Your objective: Search the records for the string "EmbeddedShaders". Copy each line where it occurs.

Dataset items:
*** Begin section ***

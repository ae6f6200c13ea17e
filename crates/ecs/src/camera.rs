use glam::Mat4;
use serde::{Deserialize, Serialize};
use spacekit_common::Transform;
use std::f32::consts::PI;

/// Construction parameters for a [`CameraComponent`].
#[derive(Debug, Clone, Copy, PartialEq, Serialize, Deserialize)]
#[serde(default)]
pub struct CameraConfig {
    pub far: f32,
    pub near: f32,
    /// Vertical field of view in radians.
    pub fov: f32,
    pub screen_width: u32,
    pub screen_height: u32,
}

impl Default for CameraConfig {
    fn default() -> Self {
        Self {
            far: 100.0,
            near: 1.0,
            fov: 2.0 * PI / 5.0,
            screen_width: 800,
            screen_height: 600,
        }
    }
}

/// Perspective camera. Its pose comes from the owning entity's transform.
#[derive(Debug, Clone, PartialEq)]
pub struct CameraComponent {
    pub far: f32,
    pub near: f32,
    pub fov: f32,
    screen_width: u32,
    screen_height: u32,
    aspect: f32,
}

impl Default for CameraComponent {
    fn default() -> Self {
        Self::new(CameraConfig::default())
    }
}

impl CameraComponent {
    pub fn new(config: CameraConfig) -> Self {
        let mut camera = Self {
            far: config.far,
            near: config.near,
            fov: config.fov,
            screen_width: 0,
            screen_height: 0,
            aspect: 1.0,
        };
        camera.set_screen_sizes(config.screen_width, config.screen_height);
        camera
    }

    /// Update the viewport size and aspect ratio. A zero height keeps the
    /// previous aspect.
    pub fn set_screen_sizes(&mut self, width: u32, height: u32) {
        self.screen_width = width;
        self.screen_height = height;
        if height > 0 {
            self.aspect = width as f32 / height as f32;
        }
    }

    pub fn screen_size(&self) -> (u32, u32) {
        (self.screen_width, self.screen_height)
    }

    pub fn aspect(&self) -> f32 {
        self.aspect
    }

    /// Right-handed perspective mapping depth to `[0, 1]`.
    pub fn projection_matrix(&self) -> Mat4 {
        Mat4::perspective_rh(self.fov, self.aspect, self.near, self.far)
    }

    /// `rotate(rotation) * translate(-position)` of the owner's transform.
    pub fn view_matrix(&self, transform: &Transform) -> Mat4 {
        Mat4::from_quat(transform.rotation()) * Mat4::from_translation(-transform.position())
    }

    pub fn view_projection(&self, transform: &Transform) -> Mat4 {
        self.projection_matrix() * self.view_matrix(transform)
    }
}

#[cfg(test)]
mod tests {
    use super::*;
    use glam::{Vec3, Vec4};

    #[test]
    fn defaults_match_config_defaults() {
        let camera = CameraComponent::default();
        assert_eq!(camera.far, 100.0);
        assert_eq!(camera.near, 1.0);
        assert!((camera.fov - 2.0 * PI / 5.0).abs() < 1e-6);
        assert!((camera.aspect() - 800.0 / 600.0).abs() < 1e-6);
    }

    #[test]
    fn set_screen_sizes_updates_aspect() {
        let mut camera = CameraComponent::default();
        camera.set_screen_sizes(1920, 1080);
        assert_eq!(camera.screen_size(), (1920, 1080));
        assert!((camera.aspect() - 16.0 / 9.0).abs() < 1e-6);

        camera.set_screen_sizes(100, 0);
        assert!((camera.aspect() - 16.0 / 9.0).abs() < 1e-6);
    }

    #[test]
    fn view_moves_world_opposite_to_camera() {
        let camera = CameraComponent::default();
        let transform = Transform::from_position(Vec3::new(0.0, 5.0, 0.0));
        let view = camera.view_matrix(&transform);
        let p = view.transform_point3(Vec3::new(0.0, 5.0, -10.0));
        assert!(p.abs_diff_eq(Vec3::new(0.0, 0.0, -10.0), 1e-5));
    }

    #[test]
    fn point_ahead_of_camera_lands_inside_clip_volume() {
        let camera = CameraComponent::new(CameraConfig {
            far: 800.0,
            ..Default::default()
        });
        let transform = Transform::from_position(Vec3::new(0.0, 5.0, 0.0));
        let clip = camera.view_projection(&transform) * Vec4::new(0.0, 5.0, -10.0, 1.0);
        assert!(clip.w > 0.0);
        let depth = clip.z / clip.w;
        assert!((0.0..=1.0).contains(&depth));
        assert!((clip.x / clip.w).abs() < 1e-5);
    }

    #[test]
    fn config_fills_missing_fields() {
        let config: CameraConfig = serde_json::from_str(r#"{"far": 800.0}"#).unwrap();
        assert_eq!(config.far, 800.0);
        assert_eq!(config.near, 1.0);
    }
}
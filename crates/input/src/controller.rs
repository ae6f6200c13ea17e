use crate::InputState;
use glam::{EulerRot, Quat, Vec3};
use serde::{Deserialize, Serialize};
use spacekit_common::Transform;

/// Per-frame fly camera: moves along the input axes in its own frame, or
/// turns while the modifier is held.
#[derive(Debug, Clone, Copy, PartialEq, Serialize, Deserialize)]
#[serde(default)]
pub struct FlyController {
    /// Units moved per frame per axis.
    pub speed: f32,
    /// Radians turned per frame per axis.
    pub angle_speed: f32,
}

impl Default for FlyController {
    fn default() -> Self {
        Self {
            speed: 0.6,
            angle_speed: 0.02,
        }
    }
}

impl FlyController {
    /// Apply one frame of input to `transform`. Returns whether anything
    /// changed.
    pub fn apply(&self, input: &InputState, transform: &mut Transform) -> bool {
        if input.is_modifier_pressed() {
            let yaw = input.axis_horizontal() * self.angle_speed;
            let pitch = input.axis_vertical() * self.angle_speed;
            if yaw == 0.0 && pitch == 0.0 {
                return false;
            }
            transform.rotate(Quat::from_euler(EulerRot::XYZ, 0.0, yaw, 0.0), None);
            transform.rotate(
                Quat::from_euler(EulerRot::XYZ, pitch, 0.0, 0.0),
                Some(&Transform::world()),
            );
        } else {
            let axes = input.axis_vec3();
            if axes == Vec3::ZERO {
                return false;
            }
            transform.translate(axes * self.speed, None);
        }
        true
    }
}

#[cfg(test)]
mod tests {
    use super::*;
    use crate::Key;

    fn approx(a: Vec3, b: Vec3) -> bool {
        (a - b).length() < 1e-5
    }

    #[test]
    fn forward_moves_along_negative_z() {
        let mut input = InputState::new();
        input.press(Key::W);
        let mut transform = Transform::world();
        assert!(FlyController::default().apply(&input, &mut transform));
        assert!(approx(transform.position(), Vec3::new(0.0, 0.0, -0.6)));
    }

    #[test]
    fn strafe_moves_along_x() {
        let mut input = InputState::new();
        input.press(Key::D);
        let mut transform = Transform::world();
        FlyController::default().apply(&input, &mut transform);
        assert!(approx(transform.position(), Vec3::new(0.6, 0.0, 0.0)));
    }

    #[test]
    fn modifier_turns_instead_of_moving() {
        let mut input = InputState::new();
        input.press(Key::Modifier);
        input.press(Key::D);
        let mut transform = Transform::world();
        assert!(FlyController::default().apply(&input, &mut transform));
        assert_eq!(transform.position(), Vec3::ZERO);
        let expected = Quat::from_rotation_y(0.02);
        assert!(transform.rotation().angle_between(expected) < 1e-5);
    }

    #[test]
    fn pitch_is_applied_in_world_frame() {
        let mut input = InputState::new();
        input.press(Key::Modifier);
        input.press(Key::W);
        let mut transform = Transform::world();
        FlyController::default().apply(&input, &mut transform);
        let expected = Quat::from_rotation_x(0.02);
        assert!(transform.rotation().angle_between(expected) < 1e-5);
    }

    #[test]
    fn idle_input_leaves_transform_alone() {
        let mut transform = Transform::from_position(Vec3::new(1.0, 2.0, 3.0));
        let before = transform;
        let mut input = InputState::new();
        assert!(!FlyController::default().apply(&input, &mut transform));
        input.press(Key::Modifier);
        assert!(!FlyController::default().apply(&input, &mut transform));
        assert_eq!(transform, before);
    }

    #[test]
    fn controller_config_from_partial_json() {
        let controller: FlyController = serde_json::from_str(r#"{"speed": 2.0}"#).unwrap();
        assert_eq!(controller.speed, 2.0);
        assert_eq!(controller.angle_speed, 0.02);
    }
}
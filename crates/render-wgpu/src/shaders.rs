use spacekit_render::{ShaderError, ShaderSource};

/// Textured Lambert shading lit by the packed directional and point lights.
pub const BASE_SHADER: &str = r#"
struct Scene {
    view_proj: mat4x4<f32>,
    camera_position: vec3<f32>,
    directional_count: u32,
    point_count: u32,
};

struct DirectionalLight {
    color: vec3<f32>,
    intensity: f32,
    rotation: mat3x3<f32>,
};

struct PointLight {
    position: vec3<f32>,
    intensity: f32,
    color: vec3<f32>,
    range: f32,
    direction: vec3<f32>,
    angle: f32,
};

struct Object {
    model: mat4x4<f32>,
    normal: mat3x3<f32>,
};

@group(0) @binding(0)
var<uniform> scene_data: Scene;
@group(0) @binding(1)
var<storage, read> directional_lights: array<DirectionalLight>;
@group(0) @binding(2)
var<storage, read> point_lights: array<PointLight>;

@group(1) @binding(0)
var<uniform> object_data: Object;
@group(1) @binding(1)
var object_sampler: sampler;
@group(1) @binding(2)
var object_texture: texture_2d<f32>;

struct VertexInput {
    @location(0) position: vec3<f32>,
    @location(1) uv: vec2<f32>,
    @location(2) normal: vec3<f32>,
};

struct VertexOutput {
    @builtin(position) clip_position: vec4<f32>,
    @location(0) world_position: vec3<f32>,
    @location(1) uv: vec2<f32>,
    @location(2) normal: vec3<f32>,
};

const AMBIENT: f32 = 0.15;

@vertex
fn vs_main(vertex: VertexInput) -> VertexOutput {
    let world = object_data.model * vec4<f32>(vertex.position, 1.0);

    var out: VertexOutput;
    out.clip_position = scene_data.view_proj * world;
    out.world_position = world.xyz;
    out.uv = vertex.uv;
    out.normal = object_data.normal * vertex.normal;
    return out;
}

@fragment
fn fs_main(in: VertexOutput) -> @location(0) vec4<f32> {
    let base = textureSample(object_texture, object_sampler, in.uv);
    let n = normalize(in.normal);
    var lighting = vec3<f32>(AMBIENT);

    for (var i = 0u; i < scene_data.directional_count; i++) {
        let light = directional_lights[i];
        let dir = light.rotation * vec3<f32>(0.0, 0.0, -1.0);
        lighting += light.color * light.intensity * max(dot(n, -dir), 0.0);
    }

    for (var i = 0u; i < scene_data.point_count; i++) {
        let light = point_lights[i];
        let to_light = light.position - in.world_position;
        let dist = length(to_light);
        if (dist > light.range) {
            continue;
        }
        let l = to_light / max(dist, 0.0001);
        // Outside the cone around the light's forward axis.
        if (dot(-l, normalize(light.direction)) < cos(light.angle)) {
            continue;
        }
        let falloff = 1.0 - dist / light.range;
        lighting += light.color * light.intensity * falloff * max(dot(n, l), 0.0);
    }

    return vec4<f32>(base.rgb * lighting, base.a);
}
"#;

/// Shaders compiled into the binary.
#[derive(Debug, Clone, Copy, Default)]
pub struct EmbeddedShaders;

impl ShaderSource for EmbeddedShaders {
    fn load_shader(&self, name: &str) -> Result<String, ShaderError> {
        match name {
            "base" => Ok(BASE_SHADER.to_string()),
            _ => Err(ShaderError::NotFound(name.to_string())),
        }
    }
}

*** End section ***

Answer for the task:
pub struct EmbeddedShaders;
impl ShaderSource for EmbeddedShaders {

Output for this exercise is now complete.